▶ _REQUIRED ACTION_
The expected answer holds every line from the first line of the data below through the line containing "fields(markdown_len = markdown.len(), start_index))]", exactly as written, and no other line.

▶ _DATA FOR ANALYSIS_
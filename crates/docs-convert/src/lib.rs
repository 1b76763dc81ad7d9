//! Convert a Markdown source into a single, self-consistent Google Docs
//! `batchUpdate` request batch.
//!
//! [`convert()`] is a pure function: `(markdown, start_index) -> Vec<Operation>`.
//! It parses the input with [`markdown_ast`], walks the resulting block tree
//! once to build up text, style ranges, and structural operations
//! (`crate::walker`), then orders everything into the fixed emission
//! sequence the Docs API requires (`crate::assemble`). [`request`] turns the
//! resulting [`Operation`] list into the `serde`-derived wire types an MCP
//! tool layer would submit as JSON.
//!
//! There is no I/O, no shared state between calls, and no retrying: a call
//! either returns a complete operation list or a [`ConvertError`].

mod assemble;
mod error;
mod model;
pub mod request;
mod table;
mod walker;

pub use error::ConvertError;
pub use model::{
    Border, BulletPreset, NamedStyleType, Operation, ParagraphStyle, RgbColor,
    TextStyle,
};
pub use request::{operations_to_requests, Request};

/// Convert `markdown` into the ordered list of Google Docs `batchUpdate`
/// operations that reproduce it, starting at the 1-based document index
/// `start_index`.
///
/// Returns an empty list for empty input. Returns [`ConvertError`] if the
/// Markdown cannot be parsed into a balanced block tree, or if a table
/// exceeds the column safety cap.
#[tracing::instrument(skip(markdown), fields(markdown_len = markdown.len(), start_index))]
pub fn convert(
    markdown: &str,
    start_index: usize,
) -> Result<Vec<Operation>, ConvertError> {
    let blocks = markdown_ast::markdown_to_ast(markdown)?;

    let result = walker::walk_document(&blocks, start_index)?;

    let ops = assemble::assemble(result);

    tracing::debug!(op_count = ops.len(), "converted markdown to docs batch");

    Ok(ops)
}

#[cfg(test)]
mod tests {
    use super::*;
    use indoc::indoc;
    use pretty_assertions::assert_eq;

    #[test]
    fn empty_input_produces_empty_operation_list() {
        assert_eq!(convert("", 1).unwrap(), vec![]);
    }

    #[test]
    fn simple_bold_matches_worked_example() {
        let ops = convert("Here is **bold** text", 1).unwrap();

        assert_eq!(
            ops,
            vec![
                Operation::InsertText {
                    index: 1,
                    text: "Here is bold text\n".to_owned(),
                },
                Operation::UpdateTextStyle {
                    start: 9,
                    end: 13,
                    style: TextStyle::bold(),
                },
            ]
        );
    }

    #[test]
    fn adjacent_bold_runs_produce_two_ranges_not_one() {
        let ops = convert("**a****b**", 1).unwrap();

        let bold_ranges: Vec<_> = ops
            .iter()
            .filter_map(|op| match op {
                Operation::UpdateTextStyle { start, end, style }
                    if style.bold == Some(true) =>
                {
                    Some((*start, *end))
                },
                _ => None,
            })
            .collect();

        assert_eq!(bold_ranges, vec![(1, 2), (2, 3)]);
    }

    #[test]
    fn single_insert_law_holds_alongside_a_table() {
        let ops = convert("| a | b |\n|---|---|\n| 1 | 2 |", 1).unwrap();

        let body_inserts = ops
            .iter()
            .filter(|op| matches!(op, Operation::InsertText { index, .. } if *index == 1))
            .count();
        assert_eq!(body_inserts, 0, "empty buffer body insert is suppressed");

        assert_eq!(
            ops[0],
            Operation::InsertTable {
                index: 1,
                rows: 2,
                columns: 2,
            }
        );
        assert_eq!(
            ops[1],
            Operation::InsertText {
                index: 4,
                text: "a".to_owned(),
            }
        );
        assert_eq!(
            ops[2],
            Operation::InsertText {
                index: 6,
                text: "b".to_owned(),
            }
        );
        assert_eq!(
            ops[3],
            Operation::InsertText {
                index: 9,
                text: "1".to_owned(),
            }
        );
        assert_eq!(
            ops[4],
            Operation::InsertText {
                index: 11,
                text: "2".to_owned(),
            }
        );

        let header_bold = ops.iter().any(|op| {
            matches!(
                op,
                Operation::UpdateTextStyle { start: 4, end: 7, style }
                    if style.bold == Some(true)
            )
        });
        assert!(header_bold, "header row should be bolded over [4,7)");
    }

    #[test]
    fn multi_list_nesting_shifts_second_bullet_range() {
        let input = indoc! {"
            - A
              - B
            - C

            1. X
               1. Y
        "};

        let ops = convert(input, 1).unwrap();

        let text = ops
            .iter()
            .find_map(|op| match op {
                Operation::InsertText { index: 1, text } => Some(text.clone()),
                _ => None,
            })
            .expect("single body insert");
        assert_eq!(text, "A\n\tB\nC\nX\n\tY\n");

        let bullet_ops: Vec<_> = ops
            .iter()
            .filter_map(|op| match op {
                Operation::CreateParagraphBullets { start, end, preset } => {
                    Some((*start, *end, *preset))
                },
                _ => None,
            })
            .collect();

        assert_eq!(bullet_ops.len(), 2);
        assert_eq!(
            bullet_ops[0],
            (1, 8, BulletPreset::BulletDiscCircleSquare)
        );
        // The second list's range is shifted back by 1 to compensate for the
        // single TAB the first CreateParagraphBullets will remove.
        assert_eq!(
            bullet_ops[1],
            (7, 12, BulletPreset::NumberedDecimalAlphaRoman)
        );
    }

    #[test]
    fn heading_after_list_deletes_bullets_on_the_heading() {
        let ops = convert("- item\n\n# H", 1).unwrap();

        let has_delete = ops
            .iter()
            .any(|op| matches!(op, Operation::DeleteParagraphBullets { .. }));
        assert!(has_delete, "heading after a list must clear bullet style");

        let has_heading_style = ops.iter().any(|op| {
            matches!(
                op,
                Operation::UpdateParagraphStyle { style, .. }
                    if style.named_style_type == Some(NamedStyleType::Heading1)
            )
        });
        assert!(has_heading_style);
    }

    #[test]
    fn blockquote_records_indent_border_and_italic_range() {
        let ops = convert("> Be *careful*.", 1).unwrap();

        assert_eq!(
            ops[0],
            Operation::InsertText {
                index: 1,
                text: "Be careful.\n".to_owned(),
            }
        );

        let has_italic_careful = ops.iter().any(|op| {
            matches!(
                op,
                Operation::UpdateTextStyle { start: 4, end: 11, style }
                    if style.italic == Some(true)
            )
        });
        assert!(has_italic_careful);

        let has_blockquote_paragraph_style = ops.iter().any(|op| {
            matches!(
                op,
                Operation::UpdateParagraphStyle { start: 1, end: 13, style }
                    if style.border_left.is_some()
            )
        });
        assert!(has_blockquote_paragraph_style);
    }

    #[test]
    fn nested_blockquote_indent_scales_with_depth() {
        let input = indoc! {"
            > outer
            > > inner
        "};

        let ops = convert(input, 1).unwrap();

        let indents: Vec<_> = ops
            .iter()
            .filter_map(|op| match op {
                Operation::UpdateParagraphStyle { style, .. } => style.indent_start_pt,
                _ => None,
            })
            .collect();

        assert!(
            indents.contains(&36.0),
            "outer blockquote should indent by depth 1: {indents:?}"
        );
        assert!(
            indents.contains(&72.0),
            "inner blockquote should indent by depth 2: {indents:?}"
        );
    }

    #[test]
    fn nested_list_inside_a_blockquote_keeps_its_own_bullets() {
        let input = indoc! {"
            - item

            > - nested
        "};

        let ops = convert(input, 1).unwrap();

        let bullet_ranges: Vec<_> = ops
            .iter()
            .filter_map(|op| match op {
                Operation::CreateParagraphBullets { start, end, .. } => Some((*start, *end)),
                _ => None,
            })
            .collect();
        assert_eq!(bullet_ranges.len(), 2, "both lists get their own bullet range");

        let delete_ranges: Vec<_> = ops
            .iter()
            .filter_map(|op| match op {
                Operation::DeleteParagraphBullets { start, end } => Some((*start, *end)),
                _ => None,
            })
            .collect();

        for (bullet_start, bullet_end) in &bullet_ranges {
            for (delete_start, delete_end) in &delete_ranges {
                let overlaps = bullet_start < delete_end && delete_start < bullet_end;
                assert!(
                    !overlaps,
                    "a DeleteParagraphBullets range must not overlap a CreateParagraphBullets \
                     range: bullets {bullet_start:?}..{bullet_end:?} vs delete \
                     {delete_start:?}..{delete_end:?}"
                );
            }
        }
    }

    #[test]
    fn table_after_list_deletes_bullets_on_the_table() {
        let ops = convert("- item\n\n| a |\n|---|\n| 1 |\n", 1).unwrap();

        let has_delete = ops
            .iter()
            .any(|op| matches!(op, Operation::DeleteParagraphBullets { .. }));
        assert!(has_delete, "table after a list must clear bullet style");

        let has_table = ops
            .iter()
            .any(|op| matches!(op, Operation::InsertTable { .. }));
        assert!(has_table);
    }

    #[test]
    fn oversized_table_reports_the_offending_data_row() {
        let header = "| a |".to_owned();
        let sep = "|---|".to_owned();
        let mut row_one = "| 1 |".to_owned();
        for _ in 0..65 {
            row_one.push_str(" 1 |");
        }
        let input = format!("{header}\n{sep}\n{row_one}\n");

        let err = convert(&input, 1).unwrap_err();
        match err {
            ConvertError::TableShape { row, .. } => assert_eq!(row, 1),
            other => panic!("expected TableShape, got {other:?}"),
        }
    }

    #[test]
    fn strikethrough_and_task_list_render_checkbox_glyphs() {
        let input = "- [x] done ~~old~~\n- [ ] todo\n";
        let ops = convert(input, 1).unwrap();

        let text = ops
            .iter()
            .find_map(|op| match op {
                Operation::InsertText { index: 1, text } => Some(text.clone()),
                _ => None,
            })
            .unwrap();
        assert_eq!(text, "\u{2611} done old\n\u{2610} todo\n");

        let has_strikethrough = ops.iter().any(|op| {
            matches!(
                op,
                Operation::UpdateTextStyle { style, .. }
                    if style.strikethrough == Some(true)
            )
        });
        assert!(has_strikethrough);

        let bullet_ops: Vec<_> = ops
            .iter()
            .filter(|op| matches!(op, Operation::CreateParagraphBullets { .. }))
            .collect();
        assert_eq!(bullet_ops.len(), 1, "one bullet range spans both items");
    }

    #[test]
    fn balanced_stacks_hold_for_deeply_nested_input() {
        let input = indoc! {"
            # Example

            * A
              - A.A

                hello world

                * *A.A.A*
        "};

        // Would panic via debug_assert in walk_document if stacks were
        // unbalanced; success here is the assertion.
        convert(input, 1).unwrap();
    }

    #[test]
    fn pure_text_input_canonicalizes_softbreaks_to_spaces() {
        let ops = convert("line one\nline two", 1).unwrap();

        assert_eq!(
            ops,
            vec![Operation::InsertText {
                index: 1,
                text: "line one line two\n".to_owned(),
            }]
        );
    }

    #[test]
    fn unsupported_image_uri_is_skipped_not_fatal() {
        let ops = convert("![alt](not-a-uri)", 1).unwrap();

        assert!(!ops
            .iter()
            .any(|op| matches!(op, Operation::InsertInlineImage { .. })));
    }

    #[test]
    fn supported_image_uri_emits_inline_image_operation() {
        let ops = convert("![alt](https://example.com/x.png)", 1).unwrap();

        assert!(ops.iter().any(|op| matches!(
            op,
            Operation::InsertInlineImage { uri, .. } if uri == "https://example.com/x.png"
        )));
    }

    #[test]
    fn oversized_table_is_rejected() {
        let mut header = "|".to_owned();
        let mut sep = "|".to_owned();
        for _ in 0..65 {
            header.push_str(" a |");
            sep.push_str("---|");
        }
        let input = format!("{header}\n{sep}\n");

        let err = convert(&input, 1).unwrap_err();
        assert!(matches!(err, ConvertError::TableShape { .. }));
    }
}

▶ _SOLUTION TO THE PROBLEM_
filename crates/docs-convert/src/lib.rs
repository 1b76763dc81ad7d9
//! Convert a Markdown source into a single, self-consistent Google Docs
//! `batchUpdate` request batch.
//!
//! [`convert()`] is a pure function: `(markdown, start_index) -> Vec<Operation>`.
//! It parses the input with [`markdown_ast`], walks the resulting block tree
//! once to build up text, style ranges, and structural operations
//! (`crate::walker`), then orders everything into the fixed emission
//! sequence the Docs API requires (`crate::assemble`). [`request`] turns the
//! resulting [`Operation`] list into the `serde`-derived wire types an MCP
//! tool layer would submit as JSON.
//!
//! There is no I/O, no shared state between calls, and no retrying: a call
//! either returns a complete operation list or a [`ConvertError`].

mod assemble;
mod error;
mod model;
pub mod request;
mod table;
mod walker;

pub use error::ConvertError;
pub use model::{
    Border, BulletPreset, NamedStyleType, Operation, ParagraphStyle, RgbColor,
    TextStyle,
};
pub use request::{operations_to_requests, Request};

/// Convert `markdown` into the ordered list of Google Docs `batchUpdate`
/// operations that reproduce it, starting at the 1-based document index
/// `start_index`.
///
/// Returns an empty list for empty input. Returns [`ConvertError`] if the
/// Markdown cannot be parsed into a balanced block tree, or if a table
/// exceeds the column safety cap.
#[tracing::instrument(skip(markdown), fields(markdown_len = markdown.len(), start_index))]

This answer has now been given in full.